Show every line below where "registered" can be found.

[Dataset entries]
====================

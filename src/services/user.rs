use crate::error::{AppError, Result};
use crate::models::user::User;
use crate::repositories::user::UserRepository;

#[derive(Clone)]
pub struct UserManager {
    users: UserRepository,
}

impl UserManager {
    pub fn new(users: UserRepository) -> Self {
        Self { users }
    }

    /// Persists `user` unless its email is already registered.
    pub async fn create_user(&self, user: &User) -> Result<()> {
        if self.users.find_by_email(&user.email).await?.is_some() {
            return Err(AppError::UserAlreadyExists);
        }

        self.users.create_user(user).await.map_err(|e| match e {
            // lost a race against a concurrent registration
            crate::persistence::RepoError::Conflict(_) => AppError::UserAlreadyExists,
            other => other.into(),
        })?;

        tracing::info!("✅ User registered: {}", user.id);
        Ok(())
    }

    pub async fn get_user_by_email(&self, email: &str) -> Result<User> {
        self.users
            .find_by_email(email)
            .await?
            .ok_or(AppError::UserNotFound)
    }
}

====================

• **Exercise response**
    /// Persists `user` unless its email is already registered.
        tracing::info!("✅ User registered: {}", user.id);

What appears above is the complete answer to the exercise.